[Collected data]
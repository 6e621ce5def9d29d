//! Signing and broadcasting transactions through the active chain.

use crate::{
    chain::ChainRegistry,
    error::{Result, WalletError},
    transport::{ChainTransport, TransportError, TransportFactory},
};
use alloy_eips::eip2718::Encodable2718;
use alloy_network::{EthereumWallet, TransactionBuilder};
use alloy_primitives::{Address, TxHash, hex};
use alloy_rpc_types::TransactionRequest;
use alloy_signer_local::PrivateKeySigner;
use async_trait::async_trait;
use serde_json::{Value, json};
use std::sync::Arc;
use tracing::debug;

/// The external capability that turns a transaction request into a broadcast
/// transaction hash.
#[async_trait]
pub trait TransactionSubmitter: Send + Sync {
    async fn submit(&self, tx: TransactionRequest) -> Result<TxHash>;
}

/// Signs with the configured account and broadcasts over the active chain's
/// transport.
///
/// Bound to the account at construction; the transport is looked up per
/// submission so a chain switch is picked up immediately.
pub struct SignAndBroadcast {
    wallet: EthereumWallet,
    sender: Address,
    registry: Arc<ChainRegistry>,
    transports: Arc<dyn TransportFactory>,
}

impl SignAndBroadcast {
    pub fn new(
        account: PrivateKeySigner,
        registry: Arc<ChainRegistry>,
        transports: Arc<dyn TransportFactory>,
    ) -> Self {
        let sender = account.address();
        Self { wallet: EthereumWallet::from(account), sender, registry, transports }
    }

    /// Completes the fields the dApp left out, querying the chain where
    /// needed, so the request becomes buildable.
    async fn fill(
        &self,
        tx: &mut TransactionRequest,
        transport: &Arc<dyn ChainTransport>,
    ) -> Result<()> {
        let from = tx.from.unwrap_or(self.sender);
        if tx.nonce.is_none() {
            let nonce =
                transport.request("eth_getTransactionCount", Some(json!([from, "pending"]))).await?;
            tx.set_nonce(parse_quantity(&nonce)?.try_into().map_err(bad_quantity)?);
        }
        if tx.gas.is_none() {
            let gas = transport.request("eth_estimateGas", Some(json!([&tx]))).await?;
            tx.set_gas_limit(parse_quantity(&gas)?.try_into().map_err(bad_quantity)?);
        }
        if tx.gas_price.is_none() && tx.max_fee_per_gas.is_none() {
            let price = transport.request("eth_gasPrice", None).await?;
            tx.set_gas_price(parse_quantity(&price)?);
        } else if tx.max_fee_per_gas.is_some() && tx.max_priority_fee_per_gas.is_none() {
            tx.set_max_priority_fee_per_gas(0);
        }
        Ok(())
    }
}

#[async_trait]
impl TransactionSubmitter for SignAndBroadcast {
    async fn submit(&self, mut tx: TransactionRequest) -> Result<TxHash> {
        let chain = self.registry.active();
        let transport = self.transports.for_chain(&chain)?;

        // normalize into the canonical shape for the active chain
        if tx.from.is_none() {
            tx.set_from(self.sender);
        }
        tx.set_chain_id(chain.id);
        self.fill(&mut tx, &transport).await?;

        let envelope =
            tx.build(&self.wallet).await.map_err(|err| WalletError::Transaction(err.to_string()))?;
        let raw = hex::encode_prefixed(envelope.encoded_2718());
        debug!(target: "wallet::tx", chain = chain.id, "broadcasting signed transaction");

        let hash = transport.request("eth_sendRawTransaction", Some(json!([raw]))).await?;
        serde_json::from_value(hash).map_err(|err| {
            WalletError::Transaction(format!("invalid transaction hash in response: {err}"))
        })
    }
}

fn bad_quantity<E: std::fmt::Display>(err: E) -> WalletError {
    WalletError::Transport(TransportError::InvalidResponse(err.to_string()))
}

/// Parses a JSON-RPC quantity (`0x`-hex string or plain number).
fn parse_quantity(value: &Value) -> Result<u128> {
    let parsed = match value {
        Value::String(s) => match s.strip_prefix("0x") {
            Some(hex) => u128::from_str_radix(hex, 16).ok(),
            None => s.parse().ok(),
        },
        Value::Number(n) => n.as_u64().map(u128::from),
        _ => None,
    };
    parsed.ok_or_else(|| bad_quantity(format!("expected a quantity, got {value}")))
}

TASK TO CARRY OUT → Each entry above must be set down again without alteration.

SOLUTION TO THIS PROBLEM →
repository 6e621ce5def9d29d
//! Signing and broadcasting transactions through the active chain.

use crate::{
    chain::ChainRegistry,
    error::{Result, WalletError},
    transport::{ChainTransport, TransportError, TransportFactory},
};
use alloy_eips::eip2718::Encodable2718;
use alloy_network::{EthereumWallet, TransactionBuilder};
use alloy_primitives::{Address, TxHash, hex};
use alloy_rpc_types::TransactionRequest;
use alloy_signer_local::PrivateKeySigner;
use async_trait::async_trait;
use serde_json::{Value, json};
use std::sync::Arc;
use tracing::debug;

/// The external capability that turns a transaction request into a broadcast
/// transaction hash.
#[async_trait]
pub trait TransactionSubmitter: Send + Sync {
    async fn submit(&self, tx: TransactionRequest) -> Result<TxHash>;
}

/// Signs with the configured account and broadcasts over the active chain's
/// transport.
///
/// Bound to the account at construction; the transport is looked up per
/// submission so a chain switch is picked up immediately.
pub struct SignAndBroadcast {
    wallet: EthereumWallet,
    sender: Address,
    registry: Arc<ChainRegistry>,
    transports: Arc<dyn TransportFactory>,
}

impl SignAndBroadcast {
    pub fn new(
        account: PrivateKeySigner,
        registry: Arc<ChainRegistry>,
        transports: Arc<dyn TransportFactory>,
    ) -> Self {
        let sender = account.address();
        Self { wallet: EthereumWallet::from(account), sender, registry, transports }
    }

    /// Completes the fields the dApp left out, querying the chain where
    /// needed, so the request becomes buildable.
    async fn fill(
        &self,
        tx: &mut TransactionRequest,
        transport: &Arc<dyn ChainTransport>,
    ) -> Result<()> {
        let from = tx.from.unwrap_or(self.sender);
        if tx.nonce.is_none() {
            let nonce =
                transport.request("eth_getTransactionCount", Some(json!([from, "pending"]))).await?;
            tx.set_nonce(parse_quantity(&nonce)?.try_into().map_err(bad_quantity)?);
        }
        if tx.gas.is_none() {
            let gas = transport.request("eth_estimateGas", Some(json!([&tx]))).await?;
            tx.set_gas_limit(parse_quantity(&gas)?.try_into().map_err(bad_quantity)?);
        }
        if tx.gas_price.is_none() && tx.max_fee_per_gas.is_none() {
            let price = transport.request("eth_gasPrice", None).await?;
            tx.set_gas_price(parse_quantity(&price)?);
        } else if tx.max_fee_per_gas.is_some() && tx.max_priority_fee_per_gas.is_none() {
            tx.set_max_priority_fee_per_gas(0);
        }
        Ok(())
    }
}

#[async_trait]
impl TransactionSubmitter for SignAndBroadcast {
    async fn submit(&self, mut tx: TransactionRequest) -> Result<TxHash> {
        let chain = self.registry.active();
        let transport = self.transports.for_chain(&chain)?;

        // normalize into the canonical shape for the active chain
        if tx.from.is_none() {
            tx.set_from(self.sender);
        }
        tx.set_chain_id(chain.id);
        self.fill(&mut tx, &transport).await?;

        let envelope =
            tx.build(&self.wallet).await.map_err(|err| WalletError::Transaction(err.to_string()))?;
        let raw = hex::encode_prefixed(envelope.encoded_2718());
        debug!(target: "wallet::tx", chain = chain.id, "broadcasting signed transaction");

        let hash = transport.request("eth_sendRawTransaction", Some(json!([raw]))).await?;
        serde_json::from_value(hash).map_err(|err| {
            WalletError::Transaction(format!("invalid transaction hash in response: {err}"))
        })
    }
}

fn bad_quantity<E: std::fmt::Display>(err: E) -> WalletError {
    WalletError::Transport(TransportError::InvalidResponse(err.to_string()))
}

/// Parses a JSON-RPC quantity (`0x`-hex string or plain number).
fn parse_quantity(value: &Value) -> Result<u128> {
    let parsed = match value {
        Value::String(s) => match s.strip_prefix("0x") {
            Some(hex) => u128::from_str_radix(hex, 16).ok(),
            None => s.parse().ok(),
        },
        Value::Number(n) => n.as_u64().map(u128::from),
        _ => None,
    };
    parsed.ok_or_else(|| bad_quantity(format!("expected a quantity, got {value}")))
}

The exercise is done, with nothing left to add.